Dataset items
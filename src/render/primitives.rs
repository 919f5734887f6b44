use serde::{Deserialize, Serialize};

use crate::core::{Instant, ProjectedSpan};
use crate::core::span_projection::{MAX_PERCENT, MIN_VISIBLE_WIDTH_PERCENT};
use crate::error::{TimelineError, TimelineResult};

/// RGBA color in normalized 0..=1 channel values.
#[derive(Debug, Clone, Copy, PartialEq, Serialize, Deserialize)]
pub struct Color {
    pub red: f64,
    pub green: f64,
    pub blue: f64,
    pub alpha: f64,
}

impl Color {
    #[must_use]
    pub const fn rgba(red: f64, green: f64, blue: f64, alpha: f64) -> Self {
        Self {
            red,
            green,
            blue,
            alpha,
        }
    }

    /// Opaque color from a packed `0xRRGGBB` value.
    #[must_use]
    pub fn from_rgb_hex(rgb: u32) -> Self {
        let channel = |shift: u32| f64::from((rgb >> shift) & 0xff) / 255.0;
        Self::rgba(channel(16), channel(8), channel(0), 1.0)
    }

    /// `#rrggbb`, ignoring alpha.
    #[must_use]
    pub fn to_hex(self) -> String {
        let channel = |value: f64| (value.clamp(0.0, 1.0) * 255.0).round() as u8;
        format!(
            "#{:02x}{:02x}{:02x}",
            channel(self.red),
            channel(self.green),
            channel(self.blue)
        )
    }

    pub fn validate(self) -> TimelineResult<()> {
        for (channel, value) in [
            ("red", self.red),
            ("green", self.green),
            ("blue", self.blue),
            ("alpha", self.alpha),
        ] {
            if !value.is_finite() || !(0.0..=1.0).contains(&value) {
                return Err(TimelineError::InvalidData(format!(
                    "color channel `{channel}` must be finite and in [0, 1]"
                )));
            }
        }
        Ok(())
    }
}

/// Horizontal text alignment relative to the label's tick.
#[derive(Debug, Clone, Copy, PartialEq, Eq, Serialize, Deserialize)]
pub enum TextHAlign {
    Start,
    Center,
}

/// One axis tick with its label text, positioned in percent of the window.
#[derive(Debug, Clone, PartialEq, Serialize, Deserialize)]
pub struct AxisLabelPrimitive {
    #[serde(with = "crate::core::primitives::instant_serde")]
    pub instant: Instant,
    pub left_percent: f64,
    pub text: String,
    pub date_text: Option<String>,
    pub h_align: TextHAlign,
}

impl AxisLabelPrimitive {
    pub fn validate(&self) -> TimelineResult<()> {
        if self.text.is_empty() {
            return Err(TimelineError::InvalidData(
                "axis label text must not be empty".to_owned(),
            ));
        }
        if !self.left_percent.is_finite()
            || !(-PERCENT_EPSILON..=MAX_PERCENT + PERCENT_EPSILON).contains(&self.left_percent)
        {
            return Err(TimelineError::InvalidData(format!(
                "axis label position {} is outside the window",
                self.left_percent
            )));
        }
        Ok(())
    }
}

/// Draw command for one event bar inside a lane row.
#[derive(Debug, Clone, PartialEq, Serialize, Deserialize)]
pub struct EventBar {
    pub event_id: String,
    pub title: String,
    pub projected: ProjectedSpan,
    pub fill: Color,
    pub tooltip: String,
}

impl EventBar {
    pub fn validate(&self) -> TimelineResult<()> {
        let ProjectedSpan {
            left_percent,
            width_percent,
            ..
        } = self.projected;
        if !left_percent.is_finite() || !(0.0..=MAX_PERCENT).contains(&left_percent) {
            return Err(TimelineError::InvalidData(format!(
                "bar `{}` left {left_percent} must be within [0, 100]",
                self.event_id
            )));
        }
        if !width_percent.is_finite()
            || !(MIN_VISIBLE_WIDTH_PERCENT..=MAX_PERCENT).contains(&width_percent)
        {
            return Err(TimelineError::InvalidData(format!(
                "bar `{}` width {width_percent} must be within [0.5, 100]",
                self.event_id
            )));
        }
        self.fill.validate()
    }
}

/// Events of one lane, in collection order.
#[derive(Debug, Clone, PartialEq, Serialize, Deserialize)]
pub struct LaneRow {
    pub lane: String,
    pub bars: Vec<EventBar>,
}

impl LaneRow {
    pub fn visible_bars(&self) -> impl Iterator<Item = &EventBar> {
        self.bars.iter().filter(|bar| bar.projected.visible)
    }
}

const PERCENT_EPSILON: f64 = 1e-9;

■ Work order
Reproduce every record above exactly.

■ Response to this task
filename src/render/primitives.rs
repository 919f5734887f6b44
use serde::{Deserialize, Serialize};

use crate::core::{Instant, ProjectedSpan};
use crate::core::span_projection::{MAX_PERCENT, MIN_VISIBLE_WIDTH_PERCENT};
use crate::error::{TimelineError, TimelineResult};

/// RGBA color in normalized 0..=1 channel values.
#[derive(Debug, Clone, Copy, PartialEq, Serialize, Deserialize)]
pub struct Color {
    pub red: f64,
    pub green: f64,
    pub blue: f64,
    pub alpha: f64,
}

impl Color {
    #[must_use]
    pub const fn rgba(red: f64, green: f64, blue: f64, alpha: f64) -> Self {
        Self {
            red,
            green,
            blue,
            alpha,
        }
    }

    /// Opaque color from a packed `0xRRGGBB` value.
    #[must_use]
    pub fn from_rgb_hex(rgb: u32) -> Self {
        let channel = |shift: u32| f64::from((rgb >> shift) & 0xff) / 255.0;
        Self::rgba(channel(16), channel(8), channel(0), 1.0)
    }

    /// `#rrggbb`, ignoring alpha.
    #[must_use]
    pub fn to_hex(self) -> String {
        let channel = |value: f64| (value.clamp(0.0, 1.0) * 255.0).round() as u8;
        format!(
            "#{:02x}{:02x}{:02x}",
            channel(self.red),
            channel(self.green),
            channel(self.blue)
        )
    }

    pub fn validate(self) -> TimelineResult<()> {
        for (channel, value) in [
            ("red", self.red),
            ("green", self.green),
            ("blue", self.blue),
            ("alpha", self.alpha),
        ] {
            if !value.is_finite() || !(0.0..=1.0).contains(&value) {
                return Err(TimelineError::InvalidData(format!(
                    "color channel `{channel}` must be finite and in [0, 1]"
                )));
            }
        }
        Ok(())
    }
}

/// Horizontal text alignment relative to the label's tick.
#[derive(Debug, Clone, Copy, PartialEq, Eq, Serialize, Deserialize)]
pub enum TextHAlign {
    Start,
    Center,
}

/// One axis tick with its label text, positioned in percent of the window.
#[derive(Debug, Clone, PartialEq, Serialize, Deserialize)]
pub struct AxisLabelPrimitive {
    #[serde(with = "crate::core::primitives::instant_serde")]
    pub instant: Instant,
    pub left_percent: f64,
    pub text: String,
    pub date_text: Option<String>,
    pub h_align: TextHAlign,
}

impl AxisLabelPrimitive {
    pub fn validate(&self) -> TimelineResult<()> {
        if self.text.is_empty() {
            return Err(TimelineError::InvalidData(
                "axis label text must not be empty".to_owned(),
            ));
        }
        if !self.left_percent.is_finite()
            || !(-PERCENT_EPSILON..=MAX_PERCENT + PERCENT_EPSILON).contains(&self.left_percent)
        {
            return Err(TimelineError::InvalidData(format!(
                "axis label position {} is outside the window",
                self.left_percent
            )));
        }
        Ok(())
    }
}

/// Draw command for one event bar inside a lane row.
#[derive(Debug, Clone, PartialEq, Serialize, Deserialize)]
pub struct EventBar {
    pub event_id: String,
    pub title: String,
    pub projected: ProjectedSpan,
    pub fill: Color,
    pub tooltip: String,
}

impl EventBar {
    pub fn validate(&self) -> TimelineResult<()> {
        let ProjectedSpan {
            left_percent,
            width_percent,
            ..
        } = self.projected;
        if !left_percent.is_finite() || !(0.0..=MAX_PERCENT).contains(&left_percent) {
            return Err(TimelineError::InvalidData(format!(
                "bar `{}` left {left_percent} must be within [0, 100]",
                self.event_id
            )));
        }
        if !width_percent.is_finite()
            || !(MIN_VISIBLE_WIDTH_PERCENT..=MAX_PERCENT).contains(&width_percent)
        {
            return Err(TimelineError::InvalidData(format!(
                "bar `{}` width {width_percent} must be within [0.5, 100]",
                self.event_id
            )));
        }
        self.fill.validate()
    }
}

/// Events of one lane, in collection order.
#[derive(Debug, Clone, PartialEq, Serialize, Deserialize)]
pub struct LaneRow {
    pub lane: String,
    pub bars: Vec<EventBar>,
}

impl LaneRow {
    pub fn visible_bars(&self) -> impl Iterator<Item = &EventBar> {
        self.bars.iter().filter(|bar| bar.projected.visible)
    }
}

const PERCENT_EPSILON: f64 = 1e-9;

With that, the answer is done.